It’s weird that I’m writing this at 8:30 AM but all of you are probably asleep right now. I still quite haven’t gotten used to that. Luckily, I had basically no jet lag, so I was really able to hit the ground running.
Life is busy here in the CCM. Super busy. I thought I was busy at BYU, but even between classes and homework, I’d still have an hour or two to myself everyday. That is not the case here, but I love it.
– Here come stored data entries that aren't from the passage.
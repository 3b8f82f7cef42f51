//! Donate bot setup wizard.
//!
//! Asks for the bot token, owner and log chat in the terminal and writes
//! `config.toml` to the project root (or `DONATEBOT_ROOT`). A random setup
//! key and webhook secret are generated when left blank.

use anyhow::{Context, Result};
use std::io::{self, Write};
use std::path::{Path, PathBuf};

// ── Config formatting ──────────────────────────────────────────────────────────

struct ConfigParams<'a> {
    bot_token: &'a str,
    owner_id: &'a str,
    log_chat_id: &'a str,
    webhook_secret: &'a str,
    bind: &'a str,
    setup_key: &'a str,
}

/// Blank or non-numeric ids become 0, which disables the feature.
fn id_or_zero(raw: &str) -> i64 {
    raw.trim().parse().unwrap_or(0)
}

/// Produces a valid config.toml string. Extracted so it can be unit-tested.
fn format_config(p: &ConfigParams<'_>) -> String {
    let bot_token = p.bot_token;
    let owner_id = id_or_zero(p.owner_id);
    let log_chat_id = id_or_zero(p.log_chat_id);
    let webhook_secret = p.webhook_secret;
    let bind = p.bind;
    let setup_key = p.setup_key;

    let log_comment = if log_chat_id == 0 {
        "# Donation log disabled. Set to a chat id to receive one line per donation."
    } else {
        "# Every donation is reported to this chat."
    };

    format!(
        r#"[telegram]
bot_token = "{bot_token}"
api_base = "https://api.telegram.org"
owner_id = {owner_id}
{log_comment}
log_chat_id = {log_chat_id}
webhook_secret = "{webhook_secret}"

[server]
bind = "{bind}"
setup_key = "{setup_key}"
"#
    )
}

/// 32 hex characters; valid as a Telegram secret token and a URL parameter.
fn random_secret() -> String {
    uuid::Uuid::new_v4().simple().to_string()
}

// ── CLI ────────────────────────────────────────────────────────────────────────

fn run_cli(project_root: &Path) -> Result<()> {
    println!("=== Donate Bot Setup ===\n");

    let read_line = |prompt: &str| -> Result<String> {
        print!("{prompt}");
        io::stdout().flush()?;
        let mut buf = String::new();
        io::stdin().read_line(&mut buf)?;
        Ok(buf.trim().to_owned())
    };

    let or_default = |s: String, default: String| {
        if s.is_empty() {
            default
        } else {
            s
        }
    };

    let bot_token = read_line("Telegram bot token: ")?;
    let owner_id = read_line("Owner user ID (allowed to run /balance and /tx): ")?;
    let log_chat_id = read_line("Donation log chat ID (optional): ")?;
    let webhook_secret = or_default(
        read_line("Webhook secret [random]: ")?,
        random_secret(),
    );
    let bind = or_default(
        read_line("Listen address [0.0.0.0:8080]: ")?,
        "0.0.0.0:8080".to_string(),
    );
    let setup_key = or_default(read_line("Setup key [random]: ")?, random_secret());

    let config = format_config(&ConfigParams {
        bot_token: &bot_token,
        owner_id: &owner_id,
        log_chat_id: &log_chat_id,
        webhook_secret: &webhook_secret,
        bind: &bind,
        setup_key: &setup_key,
    });

    let config_path = project_root.join("config.toml");
    std::fs::write(&config_path, &config)
        .with_context(|| format!("Could not write {}", config_path.display()))?;

    println!("\n✓  config.toml saved to {}", config_path.display());
    println!("   Run the bot with:  cargo run");
    println!("   Then open:         https://<your-host>/setup?key={setup_key}");
    Ok(())
}

fn main() -> Result<()> {
    // Resolve project root: prefer DONATEBOT_ROOT env, fall back to cwd.
    let project_root =
        PathBuf::from(std::env::var("DONATEBOT_ROOT").unwrap_or_else(|_| ".".to_string()));

    run_cli(&project_root)
}

// ── Tests ──────────────────────────────────────────────────────────────────────

#[cfg(test)]
mod tests {
    use super::*;

    fn cfg(bot_token: &str, owner_id: &str, log_chat_id: &str, setup_key: &str) -> String {
        format_config(&ConfigParams {
            bot_token,
            owner_id,
            log_chat_id,
            webhook_secret: "hook-secret",
            bind: "0.0.0.0:8080",
            setup_key,
        })
    }

    #[test]
    fn test_telegram_section_present() {
        let out = cfg("123:abc", "42", "-1001", "key");
        assert!(out.contains("[telegram]"));
        assert!(out.contains(r#"bot_token = "123:abc""#));
        assert!(out.contains("owner_id = 42"));
        assert!(out.contains("log_chat_id = -1001"));
        assert!(out.contains(r#"webhook_secret = "hook-secret""#));
    }

    #[test]
    fn test_server_section_present() {
        let out = cfg("t", "1", "", "letmein");
        assert!(out.contains("[server]"));
        assert!(out.contains(r#"bind = "0.0.0.0:8080""#));
        assert!(out.contains(r#"setup_key = "letmein""#));
    }

    #[test]
    fn test_blank_ids_disable_features() {
        let out = cfg("t", "", "", "k");
        assert!(out.contains("owner_id = 0"));
        assert!(out.contains("log_chat_id = 0"));
        assert!(out.contains("# Donation log disabled"));
    }

    #[test]
    fn test_output_is_valid_toml() {
        let out = cfg("t", "42", "-1001", "k");
        let parsed: toml::Value = toml::from_str(&out).unwrap();
        assert_eq!(parsed["telegram"]["owner_id"].as_integer(), Some(42));
        assert_eq!(parsed["server"]["setup_key"].as_str(), Some("k"));
    }

    #[test]
    fn test_random_secrets_differ() {
        let a = random_secret();
        assert_eq!(a.len(), 32);
        assert_ne!(a, random_secret());
    }
}
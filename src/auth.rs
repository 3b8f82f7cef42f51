/// A privileged operation was requested by someone other than the owner.
#[derive(Debug, Clone, PartialEq, thiserror::Error)]
#[error("user {user_id} is not allowed to run {operation}")]
pub struct AuthorizationError {
    pub user_id: i64,
    pub operation: &'static str,
}

/// True iff an owner is configured (non-zero) and it is `user_id`.
pub fn is_privileged(owner_id: i64, user_id: i64) -> bool {
    owner_id != 0 && owner_id == user_id
}

pub fn require_privileged(
    owner_id: i64,
    user_id: i64,
    operation: &'static str,
) -> Result<(), AuthorizationError> {
    if is_privileged(owner_id, user_id) {
        Ok(())
    } else {
        Err(AuthorizationError { user_id, operation })
    }
}

/// Compare a presented secret with the configured one in constant time.
///
/// Both sides are hashed first so the comparison does not leak length either.
pub fn secret_matches(provided: &str, expected: &str) -> bool {
    use sha2::{Digest, Sha256};
    use subtle::ConstantTimeEq;

    let provided = Sha256::digest(provided.as_bytes());
    let expected = Sha256::digest(expected.as_bytes());
    provided.ct_eq(&expected).into()
}
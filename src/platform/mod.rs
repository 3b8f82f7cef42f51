pub mod telegram;
pub mod types;

use async_trait::async_trait;
use serde::Serialize;
use serde_json::Value;

/// An outbound Bot API call whose response did not indicate success.
#[derive(Debug, Clone, PartialEq, thiserror::Error)]
#[error("{method} failed: {description}")]
pub struct PlatformApiError {
    pub method: String,
    pub description: String,
}

impl PlatformApiError {
    pub fn new(method: &str, description: impl Into<String>) -> Self {
        Self {
            method: method.to_string(),
            description: description.into(),
        }
    }
}

/// Method-keyed access to the messaging platform.
///
/// Implementations never retry; a failed call is reported once and the
/// caller decides what to do with it.
#[async_trait]
pub trait PlatformApi: Send + Sync {
    async fn call(&self, method: &str, body: Value) -> Result<Value, PlatformApiError>;
}

/// Serialize typed parameters and issue `method` with them.
pub async fn request<P: Serialize + ?Sized>(
    api: &dyn PlatformApi,
    method: &str,
    params: &P,
) -> Result<Value, PlatformApiError> {
    let body = serde_json::to_value(params)
        .map_err(|e| PlatformApiError::new(method, format!("invalid parameters: {e}")))?;
    api.call(method, body).await
}

#[cfg(test)]
pub mod testing {
    use std::collections::HashSet;
    use std::sync::Mutex;

    use super::*;

    type FailurePredicate = Box<dyn Fn(&str, &Value) -> bool + Send + Sync>;

    /// Records every call in order. Methods listed in `failing`, and calls
    /// matching a `failing_when` predicate, return an error.
    #[derive(Default)]
    pub struct RecordingApi {
        calls: Mutex<Vec<(String, Value)>>,
        failed: Mutex<Vec<(String, Value)>>,
        failing: HashSet<String>,
        failing_when: Vec<FailurePredicate>,
        results: Vec<(String, Value)>,
    }

    impl RecordingApi {
        pub fn new() -> Self {
            Self::default()
        }

        pub fn failing(mut self, method: &str) -> Self {
            self.failing.insert(method.to_string());
            self
        }

        pub fn failing_when(
            mut self,
            predicate: impl Fn(&str, &Value) -> bool + Send + Sync + 'static,
        ) -> Self {
            self.failing_when.push(Box::new(predicate));
            self
        }

        pub fn returning(mut self, method: &str, result: Value) -> Self {
            self.results.push((method.to_string(), result));
            self
        }

        pub fn calls(&self) -> Vec<(String, Value)> {
            self.calls.lock().unwrap().clone()
        }

        /// Calls that were answered with an error.
        pub fn failed_calls(&self) -> Vec<(String, Value)> {
            self.failed.lock().unwrap().clone()
        }

        pub fn methods(&self) -> Vec<String> {
            self.calls().into_iter().map(|(m, _)| m).collect()
        }
    }

    #[async_trait]
    impl PlatformApi for RecordingApi {
        async fn call(&self, method: &str, body: Value) -> Result<Value, PlatformApiError> {
            self.calls
                .lock()
                .unwrap()
                .push((method.to_string(), body.clone()));
            let fails = self.failing.contains(method)
                || self.failing_when.iter().any(|predicate| predicate(method, &body));
            if fails {
                self.failed.lock().unwrap().push((method.to_string(), body));
                return Err(PlatformApiError::new(method, "Bad Request: simulated"));
            }
            Ok(self
                .results
                .iter()
                .find(|(m, _)| m == method)
                .map(|(_, v)| v.clone())
                .unwrap_or(Value::Bool(true)))
        }
    }
}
There’s probably around 60 missionaries here in the Madrid CCM right now. I’d say about 2/3 of them are native English speakers learning Spanish and going to Spain missions. Out of all of the Spanish speaking missionaries, there are only 6 of us elders! We all sleep in the same bedroom together, and they’re all great. Half of us are going to Málaga and the other half are staying in Madrid. Like I said, in my district, it’s only me and my companion and then 8 hermanas! The rest of the missionaries are native speakers of French or Portuguese
(coming from places like France, Portugal, Brazil, and Tahiti) and are going to be serving in either French or Portugal. There’s also a district of elders learning Russian that are all native English speakers. It’s amazing how much diversity the CCM has and is great to see that the Church has strength all around the world.
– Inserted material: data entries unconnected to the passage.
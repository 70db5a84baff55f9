//! Key code definitions and key event handling

use std::fmt;

/// Key symbol (keysym) values
#[derive(Debug, Clone, Copy, PartialEq, Eq, Hash)]
pub struct Keysym(pub u32);

impl Keysym {
    // Common key symbols (XKB keysym values)
    pub const BACKSPACE: Keysym = Keysym(0xff08);
    pub const TAB: Keysym = Keysym(0xff09);
    pub const RETURN: Keysym = Keysym(0xff0d);
    pub const ESCAPE: Keysym = Keysym(0xff1b);
    pub const DELETE: Keysym = Keysym(0xffff);

    // Cursor movement
    pub const HOME: Keysym = Keysym(0xff50);
    pub const LEFT: Keysym = Keysym(0xff51);
    pub const UP: Keysym = Keysym(0xff52);
    pub const RIGHT: Keysym = Keysym(0xff53);
    pub const DOWN: Keysym = Keysym(0xff54);
    pub const PAGE_UP: Keysym = Keysym(0xff55);
    pub const PAGE_DOWN: Keysym = Keysym(0xff56);
    pub const END: Keysym = Keysym(0xff57);

    // Modifiers
    pub const SHIFT_L: Keysym = Keysym(0xffe1);
    pub const SHIFT_R: Keysym = Keysym(0xffe2);
    pub const CONTROL_L: Keysym = Keysym(0xffe3);
    pub const CONTROL_R: Keysym = Keysym(0xffe4);
    pub const ALT_L: Keysym = Keysym(0xffe9);
    pub const ALT_R: Keysym = Keysym(0xffea);
    pub const META_L: Keysym = Keysym(0xffe7);
    pub const META_R: Keysym = Keysym(0xffe8);
    pub const SUPER_L: Keysym = Keysym(0xffeb);
    pub const SUPER_R: Keysym = Keysym(0xffec);
    pub const HYPER_L: Keysym = Keysym(0xffed);
    pub const HYPER_R: Keysym = Keysym(0xffee);

    // Printable keys the hotkey table refers to
    pub const SPACE: Keysym = Keysym(0x0020);
    pub const COMMA: Keysym = Keysym(0x002c);
    pub const MINUS: Keysym = Keysym(0x002d);
    pub const PERIOD: Keysym = Keysym(0x002e);
    pub const SLASH: Keysym = Keysym(0x002f);
    pub const SEMICOLON: Keysym = Keysym(0x003b);
    pub const EQUAL: Keysym = Keysym(0x003d);

    /// Check if this keysym represents a printable character
    pub fn is_printable(&self) -> bool {
        // ASCII printable range (0x20-0x7e)
        (0x0020..=0x007e).contains(&self.0)
    }

    /// Try to convert this keysym to a character
    pub fn to_char(&self) -> Option<char> {
        if self.is_printable() {
            char::from_u32(self.0)
        } else {
            None
        }
    }

    /// Check if this is a shift key
    pub fn is_shift(&self) -> bool {
        matches!(*self, Self::SHIFT_L | Self::SHIFT_R)
    }

    /// Check if this is a modifier key
    pub fn is_modifier(&self) -> bool {
        matches!(
            *self,
            Self::SHIFT_L
                | Self::SHIFT_R
                | Self::CONTROL_L
                | Self::CONTROL_R
                | Self::ALT_L
                | Self::ALT_R
                | Self::META_L
                | Self::META_R
                | Self::SUPER_L
                | Self::SUPER_R
                | Self::HYPER_L
                | Self::HYPER_R
        )
    }
}

impl fmt::Display for Keysym {
    fn fmt(&self, f: &mut fmt::Formatter<'_>) -> fmt::Result {
        if let Some(ch) = self.to_char() {
            write!(f, "{}", ch)
        } else {
            write!(f, "Keysym(0x{:04x})", self.0)
        }
    }
}

/// Key modifier flags
#[derive(Debug, Clone, Copy, Default, PartialEq, Eq)]
pub struct KeyModifiers {
    pub shift_key: bool,
    pub control_key: bool,
    pub alt_key: bool,
    pub super_key: bool,
}

/// XKB modifier bitmask constants shared by X11 and Wayland hosts.
impl KeyModifiers {
    pub const SHIFT_MASK: u32 = 1; // ShiftMask
    pub const CONTROL_MASK: u32 = 4; // ControlMask
    pub const ALT_MASK: u32 = 8; // Mod1Mask
    pub const SUPER_MASK: u32 = 64; // Mod4Mask

    /// Decode a bitmask of XKB modifier flags into a `KeyModifiers` struct.
    pub fn from_modifier_state(state: u32) -> Self {
        Self {
            shift_key: (state & Self::SHIFT_MASK) != 0,
            control_key: (state & Self::CONTROL_MASK) != 0,
            alt_key: (state & Self::ALT_MASK) != 0,
            super_key: (state & Self::SUPER_MASK) != 0,
        }
    }
}

impl KeyModifiers {
    pub fn new() -> Self {
        Self::default()
    }

    pub fn with_shift(mut self, shift: bool) -> Self {
        self.shift_key = shift;
        self
    }

    pub fn with_control(mut self, control: bool) -> Self {
        self.control_key = control;
        self
    }

    pub fn with_alt(mut self, alt: bool) -> Self {
        self.alt_key = alt;
        self
    }

    pub fn is_empty(&self) -> bool {
        !self.shift_key && !self.control_key && !self.alt_key && !self.super_key
    }
}

/// A key event
#[derive(Debug, Clone)]
pub struct KeyEvent {
    /// The key symbol
    pub keysym: Keysym,
    /// Modifier key state
    pub modifiers: KeyModifiers,
    /// Whether this is a key press (true) or release (false)
    pub is_press: bool,
}

impl KeyEvent {
    pub fn new(keysym: Keysym, modifiers: KeyModifiers, is_press: bool) -> Self {
        Self {
            keysym,
            modifiers,
            is_press,
        }
    }

    /// Create a simple key press event without modifiers
    pub fn press(keysym: Keysym) -> Self {
        Self::new(keysym, KeyModifiers::default(), true)
    }

    /// Create a release event without modifiers
    pub fn release(keysym: Keysym) -> Self {
        Self::new(keysym, KeyModifiers::default(), false)
    }

    /// Check if this is a printable character key press
    pub fn is_printable_press(&self) -> bool {
        self.is_press
            && self.keysym.is_printable()
            && !self.modifiers.control_key
            && !self.modifiers.alt_key
    }

    /// Get the character for this key event if it's a printable press
    pub fn to_char(&self) -> Option<char> {
        if self.is_printable_press() {
            self.keysym.to_char()
        } else {
            None
        }
    }
}
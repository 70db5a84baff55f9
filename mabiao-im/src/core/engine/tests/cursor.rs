use super::*;

/// Build a composition with two precommitted phrases: 你 (keys "ni") and
/// 好 (keys "hk").
fn composed_engine() -> TableEngine {
    let mut engine = engine();
    type_str(&mut engine, "ni");
    engine.process_key(&press('1'));
    type_str(&mut engine, "hk");
    engine.process_key(&press('1'));
    assert_eq!(engine.editor().committed_phrases(), ["你", "好"]);
    engine
}

#[test]
fn arrows_move_through_precommitted_phrases() {
    let mut engine = composed_engine();
    assert_eq!(engine.editor().cursor_precommit(), 2);

    engine.process_key(&press_key(Keysym::LEFT));
    assert_eq!(engine.editor().cursor_precommit(), 1);

    engine.process_key(&press_key(Keysym::LEFT));
    assert_eq!(engine.editor().cursor_precommit(), 0);

    let result = engine.process_key(&press_key(Keysym::RIGHT));
    assert_eq!(engine.editor().cursor_precommit(), 1);
    assert_eq!(preedit_text(&result).as_deref(), Some("你好"));
}

#[test]
fn ctrl_arrows_jump_to_extremes() {
    let mut engine = composed_engine();

    engine.process_key(&press_ctrl(Keysym::LEFT));
    assert_eq!(engine.editor().cursor_precommit(), 0);

    engine.process_key(&press_ctrl(Keysym::RIGHT));
    assert_eq!(engine.editor().cursor_precommit(), 2);

    // Home/End behave like the Ctrl variants
    engine.process_key(&press_key(Keysym::HOME));
    assert_eq!(engine.editor().cursor_precommit(), 0);
    engine.process_key(&press_key(Keysym::END));
    assert_eq!(engine.editor().cursor_precommit(), 2);
}

#[test]
fn arrow_splits_multichar_phrase() {
    let mut engine = engine();
    type_str(&mut engine, "nh");
    engine.process_key(&press('1'));
    type_str(&mut engine, "ni");
    engine.process_key(&press('1'));
    assert_eq!(engine.editor().committed_phrases(), ["你好", "你"]);

    engine.process_key(&press_key(Keysym::LEFT));
    assert_eq!(engine.editor().committed_phrases(), ["你", "好", "你"]);
    assert_eq!(engine.editor().cursor_precommit(), 2);
}

#[test]
fn arrow_left_finalizes_live_input_first() {
    let mut engine = engine();
    type_str(&mut engine, "ni");
    engine.process_key(&press('1'));
    type_str(&mut engine, "hk");

    engine.process_key(&press_key(Keysym::LEFT));
    // The live "hk" segment was flushed to its best candidate first
    assert_eq!(engine.editor().committed_phrases(), ["你", "好"]);
    assert!(engine.editor().is_empty());
    assert_eq!(engine.editor().cursor_precommit(), 1);
}

#[test]
fn backspace_pops_live_input_then_enters_precommit() {
    let mut engine = engine();
    type_str(&mut engine, "ni");
    engine.process_key(&press('1'));
    type_str(&mut engine, "hk");

    // Live segment shrinks first
    engine.process_key(&press_key(Keysym::BACKSPACE));
    assert_eq!(engine.editor().chars_valid(), "h");

    // Popping the last live key un-finalizes the precommitted phrase
    engine.process_key(&press_key(Keysym::BACKSPACE));
    assert!(engine.editor().committed_phrases().is_empty());
    assert_eq!(engine.editor().chars_valid(), "ni");
    assert_eq!(engine.editor().candidates()[0].phrase, "你");
}

#[test]
fn backspace_restores_precommitted_keys_for_rematching() {
    let mut engine = composed_engine();

    let result = engine.process_key(&press_key(Keysym::BACKSPACE));
    assert_eq!(engine.editor().committed_phrases(), ["你"]);
    assert_eq!(engine.editor().chars_valid(), "hk");
    assert_eq!(preedit_text(&result).as_deref(), Some("你好"));
}

#[test]
fn ctrl_backspace_removes_left_span() {
    let mut engine = composed_engine();

    let result = engine.process_key(&press_ctrl(Keysym::BACKSPACE));
    assert!(engine.editor().committed_phrases().is_empty());
    assert!(!engine.is_composing());
    assert_eq!(preedit_text(&result).as_deref(), Some(""));
}

#[test]
fn delete_removes_phrase_after_cursor() {
    let mut engine = composed_engine();
    engine.process_key(&press_ctrl(Keysym::LEFT));

    engine.process_key(&press_key(Keysym::DELETE));
    assert_eq!(engine.editor().committed_phrases(), ["好"]);

    // Ctrl+Delete drops the rest
    engine.process_key(&press_ctrl(Keysym::DELETE));
    assert!(!engine.is_composing());
}

#[test]
fn lookup_cursor_moves_with_up_down() {
    let mut engine = engine();
    type_str(&mut engine, "ni");

    engine.process_key(&press_key(Keysym::DOWN));
    assert_eq!(engine.editor().lookup_table().cursor(), 1);
    let result = engine.process_key(&press('1'));
    // Selection follows the moved cursor via commit_to_preedit
    assert_eq!(engine.editor().committed_phrases(), ["你"]);
    assert!(result.consumed);

    let mut engine = engine_builder_cursor_commit();
    type_str(&mut engine, "ni");
    engine.process_key(&press_key(Keysym::DOWN));
    // Enter with auto_select commits the candidate under the cursor
    let result = engine.process_key(&press_key(Keysym::RETURN));
    assert_eq!(result.commits(), ["尼"]);
}

fn engine_builder_cursor_commit() -> TableEngine {
    let mut settings = Settings::default();
    settings.mode.auto_select = true;
    engine_with(settings)
}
So the CCM is on the fourth, fifth, and sixth floors of a building next to the Madrid temple. All of the classrooms are on the fourth floor, bedrooms on the fifth, and the comedor is on the sixth floor. There is a distribution center on the first floor and a mini hotel for people visiting the temple on the second and third floors. Speaking of the temple, we were able to do a session in it last Thursday, the morning after I arrived! Although now it’s closed for the next two weeks for cleaning. It’s such a beautiful temple and visible from basically any window here. There is also a stake center here, and because everything is connected by underground tunnels, I actually haven’t been outside since Sunday which is kind of crazy.
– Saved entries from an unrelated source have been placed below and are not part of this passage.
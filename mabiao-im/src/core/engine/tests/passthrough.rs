use super::*;

fn abc_table() -> MemoryTable {
    let mut table = MemoryTable::new(TableMetadata {
        name: "abc".to_string(),
        valid_input_chars: "abc".to_string(),
        max_key_length: 4,
        single_wildcard_char: None,
        multi_wildcard_char: None,
        auto_wildcard: false,
        ..TableMetadata::default()
    });
    table.push("ab", "甲", 10);
    table.push("a", "乙", 5);
    table
}

#[test]
fn leading_invalid_char_passes_through() {
    let mut engine = TableEngine::new(Box::new(abc_table()), Settings::default());

    let result = engine.process_key(&press('x'));
    assert!(!result.consumed);
    assert!(!engine.is_composing());
    assert!(engine.editor().is_empty());
}

#[test]
fn leading_non_start_char_passes_through() {
    let mut table = MemoryTable::new(TableMetadata {
        name: "starts".to_string(),
        valid_input_chars: "nik".to_string(),
        start_chars: "n".to_string(),
        max_key_length: 4,
        auto_wildcard: false,
        ..TableMetadata::default()
    });
    table.push("ni", "你", 100);
    let mut engine = TableEngine::new(Box::new(table), Settings::default());

    // 'i' is a valid input char but cannot start a segment
    let result = engine.process_key(&press('i'));
    assert!(!result.consumed);
    assert!(engine.editor().is_empty());

    let result = engine.process_key(&press('n'));
    assert!(result.consumed);
    assert_eq!(engine.editor().chars_valid(), "n");
}

#[test]
fn leading_punct_is_width_converted() {
    // Table-mode fullwidth punctuation is on by default
    let mut engine = engine();
    let result = engine.process_key(&press(','));
    assert!(result.consumed);
    assert_eq!(result.commits(), ["，"]);
    assert!(!engine.is_composing());
}

#[test]
fn trailing_invalid_char_flushes_composition() {
    let mut engine = engine();
    type_str(&mut engine, "ni");

    let result = engine.process_key(&press(','));
    assert!(result.consumed);
    // Best candidate flushed first, then the converted character itself
    assert_eq!(result.commits(), ["你", "，"]);
    assert!(!engine.is_composing());
}

#[test]
fn digit_passes_through_when_idle() {
    let mut settings = Settings::default();
    settings.width.full_width_punct = [false, false];
    let mut engine = engine_with(settings);

    let result = engine.process_key(&press('1'));
    assert!(!result.consumed);
}

#[test]
fn releases_pass_through_in_table_mode() {
    let mut engine = engine();
    type_str(&mut engine, "ni");

    let result = engine.process_key(&release_key(Keysym(b'n' as u32)));
    assert!(!result.consumed);
    assert_eq!(engine.editor().chars_valid(), "ni");
}

#[test]
fn direct_mode_passes_through_without_conversion() {
    let mut settings = Settings::default();
    settings.mode.table_input = false;
    let mut engine = engine_with(settings);
    assert_eq!(engine.input_mode(), InputMode::Direct);

    assert!(!engine.process_key(&press('a')).consumed);
    assert!(!engine.process_key(&press(',')).consumed);
    assert!(!engine.process_key(&press_key(Keysym::RETURN)).consumed);
}

#[test]
fn direct_mode_converts_width_when_enabled() {
    let mut settings = Settings::default();
    settings.mode.table_input = false;
    settings.width.full_width_letter = [true, false];
    settings.width.full_width_punct = [true, false];
    let mut engine = engine_with(settings);

    let result = engine.process_key(&press('a'));
    assert!(result.consumed);
    assert_eq!(result.commits(), ["ａ"]);

    let result = engine.process_key(&press('.'));
    assert_eq!(result.commits(), ["。"]);

    let result = engine.process_key(&press(' '));
    assert_eq!(result.commits(), ["\u{3000}"]);
}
Speaking of outside, on Saturday, we went to the park to proselyte. It’s a huge park, 3x bigger than Central Park, I’ve heard. I honestly don’t know the name of it haha. Only three days into the MTC and only three days learning Spanish, they already had us hitting the streets
and talking to people about the gospel. I’m not going to lie, it was super hard. A lot of rejection and I could understand basically nothing that the people were saying. My companion for the day was Elder Tehahe, who is from Tahiti and speaks no Spanish and very little English. Even with the language barrier between us, we were still able to go out and place a Book of Mormon and share with some people about the church. It was hard, but I loved it and can’t wait to go back again this Saturday.
So my companion is Elder Krummenacher. He is from Arizona, and graduated from high school two days before entering the CCM! He is a really great guy, we get along well. We actually tricked all of the elders in our room into thinking that both of our first names are
Eugene. People weren’t lying when they said that he MTC was the most immature place in the world. I won’t even get into everything that’s gone on, but somehow we still manage to get our work done haha.
So I would send some more pictures rather than this one, but they gave us iPads for the sole purpose of emailing on p-days and there’s no way to get the photos off of my camera. Not to mention that I’m pretty sure that I forgot to bring the charging cable anyway, so I’m hoping
that if I’m conservative with my use, the battery will last me through the six weeks here and then I can figure out how to get a new cable in the field. Not that I’ve done anything super interesting so far anyway. We finally get to go out of the MTC this afternoon and go on
an excursion so maybe I’ll have some cool pictures after today.
I’m almost out of time, so let me just end by saying that I know that this is the place that I need to be right now. I know that this church is true and that God lives. I have seen his hand in my life too many times in this past week alone to not believe that. Learning Spanish is a difficult thing to do, but thankfully I don’t have to do it alone.
I hope you all have fantastic weeks.